§ **Collected data entries**:
↓
//! Date-aligned close table for cross-sectional work, and group membership.

use std::{collections::BTreeMap, path::Path};

use chrono::NaiveDate;
use serde::{Deserialize, Serialize};

use crate::{EngineError, Result};

// ============================================================
// CLOSE TABLE
// ============================================================

/// Closes keyed by (date, symbol). Every column has one value per date;
/// missing sessions hold `NaN`.
#[derive(Debug, Clone, Default, PartialEq, Serialize, Deserialize)]
pub struct CloseTable {
    dates: Vec<NaiveDate>,
    columns: BTreeMap<String, Vec<f64>>,
}

impl CloseTable {
    /// Empty table over `dates`, which must be strictly increasing.
    pub fn new(dates: Vec<NaiveDate>) -> Result<Self> {
        if dates.windows(2).any(|w| w[0] >= w[1]) {
            return Err(EngineError::InvalidValue("dates must be strictly increasing"));
        }
        Ok(Self {
            dates,
            columns: BTreeMap::new(),
        })
    }

    /// Add or replace one symbol's closes.
    pub fn insert(&mut self, symbol: impl Into<String>, closes: Vec<f64>) -> Result<()> {
        if closes.len() != self.dates.len() {
            return Err(EngineError::LengthMismatch {
                what: "close column",
                expected: self.dates.len(),
                got: closes.len(),
            });
        }
        self.columns.insert(symbol.into(), closes);
        Ok(())
    }

    /// Builder-style [`insert`](Self::insert).
    pub fn with_column(mut self, symbol: impl Into<String>, closes: Vec<f64>) -> Result<Self> {
        self.insert(symbol, closes)?;
        Ok(self)
    }

    #[inline]
    pub fn dates(&self) -> &[NaiveDate] {
        &self.dates
    }

    #[inline]
    pub fn len(&self) -> usize {
        self.dates.len()
    }

    #[inline]
    pub fn is_empty(&self) -> bool {
        self.dates.is_empty()
    }

    pub fn symbol_count(&self) -> usize {
        self.columns.len()
    }

    pub fn symbols(&self) -> impl Iterator<Item = &str> {
        self.columns.keys().map(String::as_str)
    }

    pub fn get(&self, symbol: &str) -> Option<&[f64]> {
        self.columns.get(symbol).map(Vec::as_slice)
    }

    pub fn iter(&self) -> impl Iterator<Item = (&str, &[f64])> {
        self.columns.iter().map(|(s, c)| (s.as_str(), c.as_slice()))
    }

    pub fn date_index(&self, date: NaiveDate) -> Option<usize> {
        self.dates.binary_search(&date).ok()
    }

    /// Equal-weight index of `members`, chained from `base` on the first date
    /// any member has a close. Each step averages the daily returns of the
    /// members with closes on both days; a day with none carries forward.
    pub fn group_index(&self, members: &[String], base: f64) -> Vec<f64> {
        let columns: Vec<&[f64]> = members.iter().filter_map(|m| self.get(m)).collect();
        let mut out = vec![f64::NAN; self.len()];
        let mut level: Option<f64> = None;

        for t in 0..self.len() {
            level = match level {
                None => columns.iter().any(|c| c[t].is_finite()).then_some(base),
                Some(prev) => {
                    let (sum, n) = columns
                        .iter()
                        .filter(|c| c[t - 1].is_finite() && c[t].is_finite() && c[t - 1] > 0.0)
                        .fold((0.0, 0usize), |(s, n), c| (s + c[t] / c[t - 1] - 1.0, n + 1));
                    Some(if n > 0 { prev * (1.0 + sum / n as f64) } else { prev })
                }
            };
            if let Some(v) = level {
                out[t] = v;
            }
        }
        out
    }

    /// Table with one equal-weight index column per group of `membership`.
    pub fn group_table(&self, membership: &Membership) -> Result<CloseTable> {
        let mut table = CloseTable {
            dates: self.dates.clone(),
            columns: BTreeMap::new(),
        };
        for (group, members) in membership.iter() {
            let missing = members.iter().filter(|m| self.get(m).is_none()).count();
            if missing > 0 {
                tracing::debug!(group, missing, "group members without closes");
            }
            table.insert(group, self.group_index(members, 100.0))?;
        }
        Ok(table)
    }
}

// ============================================================
// MEMBERSHIP
// ============================================================

/// Instrument grouping (sector → member symbols).
///
/// ```toml
/// [groups]
/// Technology = ["AAPL", "MSFT"]
/// Energy = ["XOM", "CVX"]
/// ```
#[derive(Debug, Clone, Default, PartialEq, Serialize, Deserialize)]
pub struct Membership {
    pub groups: BTreeMap<String, Vec<String>>,
}

impl Membership {
    pub fn from_file(path: &Path) -> Result<Self> {
        let content = std::fs::read_to_string(path)
            .map_err(|e| EngineError::InvalidConfig(format!("read membership file: {e}")))?;
        Self::from_toml(&content)
    }

    pub fn from_toml(content: &str) -> Result<Self> {
        toml::from_str(content)
            .map_err(|e| EngineError::InvalidConfig(format!("parse membership TOML: {e}")))
    }

    pub fn insert(&mut self, group: impl Into<String>, members: Vec<String>) {
        self.groups.insert(group.into(), members);
    }

    pub fn iter(&self) -> impl Iterator<Item = (&str, &[String])> {
        self.groups.iter().map(|(g, m)| (g.as_str(), m.as_slice()))
    }

    pub fn members(&self, group: &str) -> Option<&[String]> {
        self.groups.get(group).map(Vec::as_slice)
    }

    /// First group (by name) containing `symbol`.
    pub fn group_of(&self, symbol: &str) -> Option<&str> {
        self.groups
            .iter()
            .find(|(_, members)| members.iter().any(|m| m == symbol))
            .map(|(g, _)| g.as_str())
    }

    pub fn group_names(&self) -> Vec<&str> {
        self.groups.keys().map(String::as_str).collect()
    }

    pub fn instrument_count(&self) -> usize {
        self.groups.values().map(Vec::len).sum()
    }
}

#[cfg(test)]
mod tests {
    use super::*;

    fn dates(n: usize) -> Vec<NaiveDate> {
        let start = NaiveDate::from_ymd_opt(2024, 1, 1).unwrap();
        (0..n as u64).map(|i| start + chrono::Days::new(i)).collect()
    }

    #[test]
    fn test_insert_length_checked() {
        let mut t = CloseTable::new(dates(3)).unwrap();
        assert!(t.insert("A", vec![1.0, 2.0, 3.0]).is_ok());
        assert_eq!(
            t.insert("B", vec![1.0]),
            Err(EngineError::LengthMismatch {
                what: "close column",
                expected: 3,
                got: 1
            })
        );
        assert_eq!(t.symbol_count(), 1);
    }

    #[test]
    fn test_unsorted_dates_rejected() {
        let mut d = dates(3);
        d.swap(0, 2);
        assert!(CloseTable::new(d).is_err());
    }

    #[test]
    fn test_date_index() {
        let d = dates(5);
        let t = CloseTable::new(d.clone()).unwrap();
        assert_eq!(t.date_index(d[3]), Some(3));
        assert_eq!(t.date_index(d[4] + chrono::Days::new(1)), None);
    }

    #[test]
    fn test_group_index_equal_weight() {
        let t = CloseTable::new(dates(3))
            .unwrap()
            .with_column("A", vec![10.0, 11.0, 11.0])
            .unwrap()
            .with_column("B", vec![20.0, 18.0, f64::NAN])
            .unwrap();
        let idx = t.group_index(&["A".into(), "B".into()], 100.0);
        assert_eq!(idx[0], 100.0);
        // (+10% + -10%) / 2
        assert!((idx[1] - 100.0).abs() < 1e-9);
        // only A contributes, flat
        assert!((idx[2] - 100.0).abs() < 1e-9);
    }

    #[test]
    fn test_group_index_late_start() {
        let t = CloseTable::new(dates(3))
            .unwrap()
            .with_column("A", vec![f64::NAN, 10.0, 12.0])
            .unwrap();
        let idx = t.group_index(&["A".into()], 100.0);
        assert!(idx[0].is_nan());
        assert_eq!(idx[1], 100.0);
        assert!((idx[2] - 120.0).abs() < 1e-9);
    }

    #[test]
    fn test_membership_from_toml() {
        let m = Membership::from_toml(
            r#"
            [groups]
            Technology = ["AAPL", "MSFT"]
            Energy = ["XOM"]
            "#,
        )
        .unwrap();
        assert_eq!(m.instrument_count(), 3);
        assert_eq!(m.group_of("XOM"), Some("Energy"));
        assert_eq!(m.group_names(), vec!["Energy", "Technology"]);
        assert!(Membership::from_toml("groups = 3").is_err());
    }

    #[test]
    fn test_group_table() {
        let mut m = Membership::default();
        m.insert("Tech", vec!["A".into()]);
        let t = CloseTable::new(dates(2))
            .unwrap()
            .with_column("A", vec![10.0, 11.0])
            .unwrap();
        let g = t.group_table(&m).unwrap();
        let col = g.get("Tech").unwrap();
        assert!((col[1] - 110.0).abs() < 1e-9);
    }
}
↑
Taking the entries from their first line through the line with "if dates.windows(2).any(|w| w[0]", inclusive, restate each line word for word and give nothing else.

§ **RESPONSE TO THIS TASK**:
//! Date-aligned close table for cross-sectional work, and group membership.

use std::{collections::BTreeMap, path::Path};

use chrono::NaiveDate;
use serde::{Deserialize, Serialize};

use crate::{EngineError, Result};

// ============================================================
// CLOSE TABLE
// ============================================================

/// Closes keyed by (date, symbol). Every column has one value per date;
/// missing sessions hold `NaN`.
#[derive(Debug, Clone, Default, PartialEq, Serialize, Deserialize)]
pub struct CloseTable {
    dates: Vec<NaiveDate>,
    columns: BTreeMap<String, Vec<f64>>,
}

impl CloseTable {
    /// Empty table over `dates`, which must be strictly increasing.
    pub fn new(dates: Vec<NaiveDate>) -> Result<Self> {
        if dates.windows(2).any(|w| w[0] >= w[1]) {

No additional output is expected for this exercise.